But I'm going to settle for just starting a new Journal and seeing where it leads.  I think because I took a break for a while from technology and the internet etc - I also took a break from reading self-help books, and now I feel a bit at sea about how to proceed and what to focus on.

I know there are areas that I currently avoid, but which I feel I would probably benefit from attending to.  Because I think it would help me to look at some of those things, but at the same time there are many/several parts of me that are reluctant or even afraid.

But there are other parts that are keen to approach those areas.  So there is a conflict or difference of opinion about it.

Annoyingly my inner critic is telling me I'm writing things that don't make sense, and I am going to ignore that - because I have a right to communicate here about things that are important to me.

Now I feel a bit silly.  But anyway, I'll keep writing...

I have had some issues at work that I've needed to talk to a colleague about, and I have had support from that person.  It's a relief to know I can talk about things, because there have been some other people who have been quite difficult to approach - although I think that is more down to my difficulty in knowing who I can trust.  I tend to listen to my gut instinct on things, which quite often is protective.

I think that I feel annoyed with myself at many levels, because I'm feeling as if I'm stilted and unable to express what I want to say, or how I'm feeling.  I feel like I really want to say many things, but there are so many parts of me that hold me back.  I know they do that for good reasons, but it feels as if they hold me in some kind of cage in that respect.

I had an argument with my partner last week - he said something that really hurt my feelings - because he said that I might as well go and live somewhere where there is a 'padded cell' - I managed to ask him what he'd meant by that, and I shared the fact that it had hurt my feelings - and he said he had meant it as being that he knew that I worried about things, and that maybe being in a protected area - where the walls were padded - would be protective.  But I hadn't taken it that way - I told him that his description had made me feel as if I was abnormal and I had felt very upset by it.  He apologised for hurting my feelings.  We're ok about it now - but I realise how sensitive I was to what he said.  I didn't like how vulnerable I felt.

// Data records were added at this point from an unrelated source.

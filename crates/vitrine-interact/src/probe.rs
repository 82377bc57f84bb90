use std::rc::Rc;

use vitrine_core::{NodeId, ScrollRegion, VisualTree};

/// Read-only view of one scroller's live geometry.
#[derive(Clone)]
pub struct GeometryProbe {
    tree: Rc<dyn VisualTree>,
    node: NodeId,
}

impl std::fmt::Debug for GeometryProbe {
    fn fmt(&self, f: &mut std::fmt::Formatter<'_>) -> std::fmt::Result {
        f.debug_struct("GeometryProbe")
            .field("node", &self.node)
            .finish_non_exhaustive()
    }
}

impl GeometryProbe {
    pub fn new(tree: Rc<dyn VisualTree>, node: NodeId) -> Self {
        Self { tree, node }
    }

    pub fn node(&self) -> NodeId {
        self.node
    }

    /// Fresh snapshot. Unknown or unlaid-out nodes read as the zero region.
    pub fn read(&self) -> ScrollRegion {
        self.tree
            .scroll_metrics(self.node)
            .map(ScrollRegion::normalized)
            .unwrap_or_default()
    }
}
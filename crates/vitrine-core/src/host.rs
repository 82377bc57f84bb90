//! The seam between the engine and whatever renders the page.
//!
//! The engine never owns nodes. It reads geometry, writes scroll offsets, moves
//! focus and inserts the two sentinel stops of a focus boundary, all through
//! [`VisualTree`]. Everything is `&self`: hosts are single-threaded and keep
//! their own interior mutability.

use crate::ScrollRegion;

/// Opaque handle to a node in the host's visual tree.
#[derive(Clone, Copy, Debug, PartialEq, Eq, Hash, PartialOrd, Ord)]
pub struct NodeId(pub u64);

/// Which side of a container a sentinel is placed on in traversal order.
#[derive(Clone, Copy, Debug, PartialEq, Eq)]
pub enum SentinelSide {
    Start,
    End,
}

pub trait VisualTree {
    fn contains_node(&self, node: NodeId) -> bool;

    /// Inclusive: every node is its own ancestor.
    fn is_ancestor(&self, ancestor: NodeId, node: NodeId) -> bool;

    /// `None` for unknown nodes. Unlaid-out nodes report zeros.
    fn scroll_metrics(&self, node: NodeId) -> Option<ScrollRegion>;

    fn set_scroll_offset(&self, node: NodeId, x: f32);

    fn focus(&self, node: NodeId);

    /// Insert an invisible keyboard-focusable marker directly before
    /// (`Start`) or after (`End`) `container` in traversal order.
    fn insert_sentinel(&self, container: NodeId, side: SentinelSide) -> Option<NodeId>;

    fn remove_node(&self, node: NodeId);
}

I feel bad for even mentioning it - because I don't like to say things that are negative in that way about my partner - he is so supportive and loving, and he really cares about me.  I love him so much.

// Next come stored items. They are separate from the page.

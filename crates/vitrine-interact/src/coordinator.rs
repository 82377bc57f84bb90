//! # Event coordination
//!
//! [`EventCoordinator`] is the one place host signals enter the engine.
//! Mounted components register listeners on a small topic bus; every
//! registration is made inside the mount's [`Scope`] through `effect`, so
//! detaching (or dropping) the returned handle releases all of them along
//! with the component's timers and sentinels.
//!
//! ```rust
//! use std::rc::Rc;
//! use vitrine_core::{ManualClock, headless::HeadlessTree};
//! use vitrine_interact::{CarouselConfig, Direction, EventCoordinator};
//!
//! let tree = Rc::new(HeadlessTree::new());
//! let scroller = tree.append(tree.root(), false).unwrap();
//! tree.set_extents(scroller, 300.0, 1000.0);
//!
//! let events = EventCoordinator::new(tree.clone(), Rc::new(ManualClock::new()));
//! let carousel = events.mount_carousel(scroller, CarouselConfig::default()).unwrap();
//! assert!(carousel.presentation().next_enabled);
//! assert!(carousel.advance(Direction::Next));
//!
//! carousel.detach();
//! assert_eq!(events.listener_count(), 0);
//! ```

use std::cell::RefCell;
use std::ops::Deref;
use std::rc::Rc;

use slotmap::{SlotMap, new_key_type};
use smallvec::SmallVec;
use vitrine_core::{
    Clock, Dispose, Error, HostEvent, KeyEvent, NodeId, PointerEvent, PointerEventKind, Result,
    Scope, Size, SystemClock, VisualTree, effect, on_unmount,
};
use web_time::Instant;

use crate::carousel::Carousel;
use crate::config::CarouselConfig;
use crate::focus::{Enabled, FocusRing};

/// Whether the host should suppress its default handling of a signal.
#[derive(Clone, Copy, Debug, PartialEq, Eq)]
#[must_use]
pub enum Handled {
    Ignored,
    Consumed,
}

impl Handled {
    pub fn is_consumed(self) -> bool {
        self == Handled::Consumed
    }

    pub fn or(self, other: Handled) -> Handled {
        if self.is_consumed() { self } else { other }
    }
}

#[derive(Clone, Copy, Debug, PartialEq, Eq)]
enum Topic {
    Key,
    Pointer,
    Resize,
    Scroll,
    Content,
}

impl Topic {
    fn of(ev: &HostEvent) -> Self {
        match ev {
            HostEvent::Key(_) => Topic::Key,
            HostEvent::Pointer(_) => Topic::Pointer,
            HostEvent::Resize(_) => Topic::Resize,
            HostEvent::Scroll { .. } => Topic::Scroll,
            HostEvent::ContentChanged { .. } => Topic::Content,
        }
    }
}

type Listener = Rc<dyn Fn(&HostEvent, Instant) -> Handled>;

new_key_type! {
    struct ListenerId;
    struct TickerId;
}

#[derive(Default)]
struct Bus {
    listeners: SlotMap<ListenerId, (Topic, Listener)>,
    tickers: SlotMap<TickerId, Rc<Carousel>>,
}

pub struct EventCoordinator {
    tree: Rc<dyn VisualTree>,
    clock: Rc<dyn Clock>,
    bus: Rc<RefCell<Bus>>,
}

impl std::fmt::Debug for EventCoordinator {
    fn fmt(&self, f: &mut std::fmt::Formatter<'_>) -> std::fmt::Result {
        f.debug_struct("EventCoordinator")
            .field("listeners", &self.listener_count())
            .field("carousels", &self.carousel_count())
            .finish_non_exhaustive()
    }
}

impl EventCoordinator {
    pub fn new(tree: Rc<dyn VisualTree>, clock: Rc<dyn Clock>) -> Self {
        Self {
            tree,
            clock,
            bus: Rc::new(RefCell::new(Bus::default())),
        }
    }

    pub fn with_system_clock(tree: Rc<dyn VisualTree>) -> Self {
        Self::new(tree, Rc::new(SystemClock))
    }

    pub fn clock(&self) -> &Rc<dyn Clock> {
        &self.clock
    }

    pub fn listener_count(&self) -> usize {
        self.bus.borrow().listeners.len()
    }

    pub fn carousel_count(&self) -> usize {
        self.bus.borrow().tickers.len()
    }

    // Must be called inside the mount's scope.
    fn listen(
        &self,
        topic: Topic,
        f: impl Fn(&HostEvent, Instant) -> Handled + 'static,
    ) -> Dispose {
        let bus = self.bus.clone();
        effect(move || {
            let id = bus.borrow_mut().listeners.insert((topic, Rc::new(f)));
            let weak = Rc::downgrade(&bus);
            on_unmount(move || {
                if let Some(bus) = weak.upgrade() {
                    bus.borrow_mut().listeners.remove(id);
                }
            })
        })
    }

    /// Mount a paged/drag scroller on `scroller`, the node whose horizontal
    /// offset the carousel owns. Affordances are computed once right away,
    /// so call this after the first layout.
    pub fn mount_carousel(
        &self,
        scroller: NodeId,
        config: CarouselConfig,
    ) -> Result<CarouselHandle> {
        if !self.tree.contains_node(scroller) {
            return Err(Error::UnknownNode(scroller));
        }
        let carousel = Rc::new(Carousel::new(
            self.tree.clone(),
            self.clock.clone(),
            scroller,
            config,
        ));
        let scope = Scope::new();

        scope.run(|| {
            let c = carousel.clone();
            self.listen(Topic::Resize, move |_, now| {
                c.on_resize(now);
                Handled::Ignored
            });

            let c = carousel.clone();
            self.listen(Topic::Scroll, move |ev, now| {
                if let HostEvent::Scroll { target } = ev
                    && *target == scroller
                {
                    c.note_scroll(now);
                }
                Handled::Ignored
            });

            let (c, tree) = (carousel.clone(), self.tree.clone());
            self.listen(Topic::Content, move |ev, _| {
                if let HostEvent::ContentChanged { target } = ev
                    && tree.is_ancestor(scroller, *target)
                {
                    c.on_content_changed();
                }
                Handled::Ignored
            });

            let (c, tree) = (carousel.clone(), self.tree.clone());
            self.listen(Topic::Pointer, move |ev, now| {
                let HostEvent::Pointer(p) = ev else {
                    return Handled::Ignored;
                };
                let inside = tree.is_ancestor(scroller, p.target);
                // Crossing between children of the scroller does not leave the
                // draggable region; only a leave from the scroller itself (or
                // from outside it) ends the session.
                if p.event == PointerEventKind::Leave && inside && p.target != scroller {
                    return Handled::Ignored;
                }
                // An open drag keeps the pointer captured outside the scroller.
                let captured = c.controller().is_dragging()
                    && !matches!(p.event, PointerEventKind::Down(_));
                if captured || inside {
                    c.on_pointer(p, now)
                } else {
                    Handled::Ignored
                }
            });

            let (c, bus) = (carousel.clone(), self.bus.clone());
            effect(move || {
                let id = bus.borrow_mut().tickers.insert(c.clone());
                let weak = Rc::downgrade(&bus);
                on_unmount(move || {
                    if let Some(bus) = weak.upgrade() {
                        bus.borrow_mut().tickers.remove(id);
                    }
                    c.shutdown();
                    log::debug!("carousel on {scroller:?} unmounted");
                })
            });
        });

        carousel.controller().recompute_affordances();
        log::debug!(
            "carousel mounted on {scroller:?}: {:?}",
            carousel.affordances()
        );
        Ok(CarouselHandle { carousel, scope })
    }

    /// Mount a focus boundary around `content`. Sentinels go into the tree
    /// before the start sentinel is focused.
    pub fn mount_boundary(
        &self,
        content: NodeId,
        enabled: impl Into<Enabled>,
    ) -> Result<BoundaryHandle> {
        let ring = Rc::new(FocusRing::attach(
            self.tree.clone(),
            content,
            enabled.into(),
        )?);
        let scope = Scope::new();

        scope.run(|| {
            let r = ring.clone();
            self.listen(Topic::Key, move |ev, _| {
                let HostEvent::Key(k) = ev else {
                    return Handled::Ignored;
                };
                if r.handle_key(k).redirected() {
                    Handled::Consumed
                } else {
                    Handled::Ignored
                }
            });

            let r = ring.clone();
            effect(move || on_unmount(move || r.detach()));
        });

        Ok(BoundaryHandle { ring, scope })
    }

    /// Route one host signal to every interested listener.
    pub fn dispatch(&self, ev: &HostEvent) -> Handled {
        let now = self.clock.now();
        let topic = Topic::of(ev);
        // Snapshot so listeners may mount/unmount while we iterate.
        let targets: SmallVec<[Listener; 8]> = self
            .bus
            .borrow()
            .listeners
            .values()
            .filter(|(t, _)| *t == topic)
            .map(|(_, l)| l.clone())
            .collect();

        let mut handled = Handled::Ignored;
        for l in &targets {
            handled = handled.or(l(ev, now));
        }
        log::trace!("{topic:?} -> {handled:?} ({} listeners)", targets.len());
        handled
    }

    pub fn key_down(&self, ev: KeyEvent) -> Handled {
        self.dispatch(&HostEvent::Key(ev))
    }

    pub fn pointer(&self, ev: PointerEvent) -> Handled {
        self.dispatch(&HostEvent::Pointer(ev))
    }

    pub fn resize(&self, size: Size) -> Handled {
        self.dispatch(&HostEvent::Resize(size))
    }

    pub fn scroll(&self, target: NodeId) -> Handled {
        self.dispatch(&HostEvent::Scroll { target })
    }

    pub fn content_changed(&self, target: NodeId) -> Handled {
        self.dispatch(&HostEvent::ContentChanged { target })
    }

    /// Drive animation frames and due timers. Returns `true` while some
    /// page transition still needs frames.
    pub fn tick(&self) -> bool {
        let now = self.clock.now();
        let carousels: SmallVec<[Rc<Carousel>; 4]> =
            self.bus.borrow().tickers.values().cloned().collect();
        let mut running = false;
        for c in &carousels {
            running |= c.tick(now);
        }
        running
    }

    /// Earliest instant at which `tick` has work to do.
    pub fn next_deadline(&self) -> Option<Instant> {
        self.bus
            .borrow()
            .tickers
            .values()
            .filter_map(|c| c.next_deadline())
            .min()
    }
}

/// A mounted carousel. Dropping it unmounts.
#[derive(Debug)]
pub struct CarouselHandle {
    carousel: Rc<Carousel>,
    scope: Scope,
}

impl CarouselHandle {
    /// Unmount: listeners, timers and any drag/transition are released.
    pub fn detach(self) {}
}

impl Deref for CarouselHandle {
    type Target = Carousel;
    fn deref(&self) -> &Carousel {
        &self.carousel
    }
}

impl Drop for CarouselHandle {
    fn drop(&mut self) {
        self.scope.dispose();
    }
}

/// A mounted focus boundary. Dropping it unmounts.
#[derive(Debug)]
pub struct BoundaryHandle {
    ring: Rc<FocusRing>,
    scope: Scope,
}

impl BoundaryHandle {
    /// Unmount: the keydown listener goes first, then the sentinels.
    pub fn detach(self) {}
}

impl Deref for BoundaryHandle {
    type Target = FocusRing;
    fn deref(&self) -> &FocusRing {
        &self.ring
    }
}

impl Drop for BoundaryHandle {
    fn drop(&mut self) {
        self.scope.dispose();
    }
}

I still have this very annoyed feeling hanging over me.  It's like it's a part of me that is feeling annoyed, and frustrated and some anger there. 

I am feeling things more.  I noticed that I was also smelling more things earlier today - i.e. my sense of smell was heightened.  Strange.

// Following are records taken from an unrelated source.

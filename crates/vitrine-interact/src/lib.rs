//! # Interaction engine
//!
//! Two behaviours shared by Vitrine's storefront components:
//!
//! - **Focus boundaries** ([`FocusRing`]): a region of the visual tree becomes
//!   a closed Tab cycle bracketed by two invisible sentinels.
//! - **Scrolling carousels** ([`Carousel`] over a [`ScrollController`]):
//!   a horizontally overflowing strip with prev/next paging, mouse-drag
//!   scrolling, and prev/next affordances that track the real geometry.
//!
//! Hosts talk to both through an [`EventCoordinator`]: mount components on
//! it, forward keyboard/pointer/resize/scroll/content signals, and call
//! [`EventCoordinator::tick`] from the frame loop (or at
//! [`EventCoordinator::next_deadline`]) so animations and rate-limited
//! reactions run.
//!
//! Resize reactions are throttled and scroll-settle reactions debounced,
//! both through [`CoalescingTimer`] with a 166ms default window. Every
//! reaction re-reads geometry through a [`GeometryProbe`] when it fires.

pub mod carousel;
pub mod coalesce;
pub mod config;
pub mod coordinator;
pub mod focus;
pub mod probe;
pub mod scroll;

pub use carousel::{Carousel, ControlsPresentation};
pub use coalesce::{CoalescePolicy, CoalescingTimer};
pub use config::{CarouselConfig, DEFAULT_REACTION_WINDOW};
pub use coordinator::{BoundaryHandle, CarouselHandle, EventCoordinator, Handled};
pub use focus::{Enabled, FocusRing, TabRoute};
pub use probe::GeometryProbe;
pub use scroll::{AffordanceState, AnimationFrame, Direction, DragSession, ScrollController};
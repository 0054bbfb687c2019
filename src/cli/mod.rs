use std::env;
use std::path::PathBuf;
use std::sync::Arc;

use anyhow::{Context, Result};
use clap::{Parser, Subcommand};
use once_cell::sync::OnceCell;
use tracing_subscriber::{fmt, EnvFilter};

use crate::app::{Store, StoreOptions};
use crate::config::{ConfigLoader, CONFIG_ENV, DATA_ENV};
use crate::migrations::PRIORITY_SCHEME_VERSION;
use crate::storage;

pub mod commands;

use self::commands::{DispatchArgs, MigrateArgs, RestoreArgs, SettingsArgs};

#[derive(Parser, Debug)]
#[command(
    name = "thousand-months",
    version,
    about = "Inspect and operate the life-timeline store"
)]
pub struct Cli {
    #[command(subcommand)]
    pub command: Option<Commands>,

    /// Override the config file location (takes precedence over THOUSAND_MONTHS_CONFIG)
    #[arg(long)]
    pub config: Option<PathBuf>,

    /// Override the data directory (takes precedence over THOUSAND_MONTHS_DATA)
    #[arg(long)]
    pub data_dir: Option<PathBuf>,

    /// Minimum log level (trace, debug, info, warn, error)
    #[arg(long, default_value = "info")]
    pub log_level: String,
}

#[derive(Subcommand, Debug)]
pub enum Commands {
    /// Summarise the loaded state (default)
    Status,
    /// Dispatch a JSON action, e.g. '{"type":"SET_THEME","payload":"light"}'
    Dispatch(DispatchArgs),
    /// Apply a partial settings patch given as JSON
    Settings(SettingsArgs),
    /// Migrate stored focus areas and report what changed
    Migrate(MigrateArgs),
    /// Forget onboarding progress and the birth date
    ResetOnboarding,
    /// Write a JSON backup of every stored blob
    Backup,
    /// Replace stored data with the contents of a backup file
    Restore(RestoreArgs),
    /// List stored keys with their schema versions
    Keys,
}

pub fn run() -> Result<()> {
    let cli = Cli::parse();

    if let Some(path) = &cli.config {
        env::set_var(CONFIG_ENV, path);
    }
    if let Some(path) = &cli.data_dir {
        env::set_var(DATA_ENV, path);
    }

    let loader = ConfigLoader::discover()?;
    loader.paths().ensure_directories()?;
    let paths = loader.paths().clone();
    init_tracing(&cli.log_level)
        .with_context(|| format!("initialising logging at level {}", cli.log_level))?;
    let config = loader.load_or_init()?;
    let storage = storage::init(&paths, &config.storage)?;

    let command = cli.command.unwrap_or(Commands::Status);
    let mut options = StoreOptions::from_config(&config);
    if let Commands::Migrate(args) = &command {
        if args.adopt_priority_scheme {
            options.focus_target_version = PRIORITY_SCHEME_VERSION;
        }
    }
    let store = Store::init(Arc::new(storage.clone()), options).context("opening store")?;

    let outcome = match command {
        Commands::Status => commands::status(&store, &storage),
        Commands::Dispatch(args) => commands::dispatch(&store, args),
        Commands::Settings(args) => commands::settings(&store, args),
        Commands::Migrate(_) => commands::migrate(&store),
        Commands::ResetOnboarding => commands::reset_onboarding(&store),
        Commands::Backup => commands::backup(&store),
        Commands::Restore(args) => commands::restore(&store, args),
        Commands::Keys => commands::keys(&store, &storage),
    };

    let shutdown = store.shutdown();
    if let Ok(Some(path)) = &shutdown {
        tracing::info!(path = %path.display(), "wrote exit backup");
    }
    outcome?;
    shutdown.map(|_| ())
}

fn init_tracing(level: &str) -> Result<()> {
    static INIT: OnceCell<()> = OnceCell::new();
    INIT.get_or_try_init(|| {
        let env_filter = EnvFilter::try_new(level).unwrap_or_else(|_| EnvFilter::new("info"));
        fmt()
            .with_env_filter(env_filter)
            .with_writer(std::io::stderr)
            .init();
        Ok(())
    })
    .map(|_| ())
}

Anyway, at least I've written something here today.  That is what I wanted to do.  I did it. 

Hope  :)

Blueberry

Hope, it sounds as if your ICr. is about as annoying and well, critical, as mine.  :pissed: :pissed: Gr. What you've written makes perfect sense to me anyway.

I'm really happy for you that there is somebody at work you can approach about problems at work and that this person is supporting you! 

I think I would be pretty upset if someone suggested I went to live somewhere with padded walls.  :applause: on managing to talk to your partner on it and also that he apologised. I think it's also really good that you're writing about it on here. The information is safe here. It can be good to get that kind of stuff out of your system. I can understand feeling bad about it, partly because I'm feeling bad about all sorts of stuff in friendships atm, but there actually isn't a reason for feeling bad, that's just how the whole FOO trauma stuff programmed us to act. :hug: :hug:

Hope67

Hi Blueberry,
I appreciate what you said here very much, thank you.   :hug:  I also particularly liked the fact you encouraged me to write about stuff here - and reminded me that this place is safe.  I think many parts of me needed to hear that, and have listened, and I am hopeful to write more - despite what my ICr thinks. 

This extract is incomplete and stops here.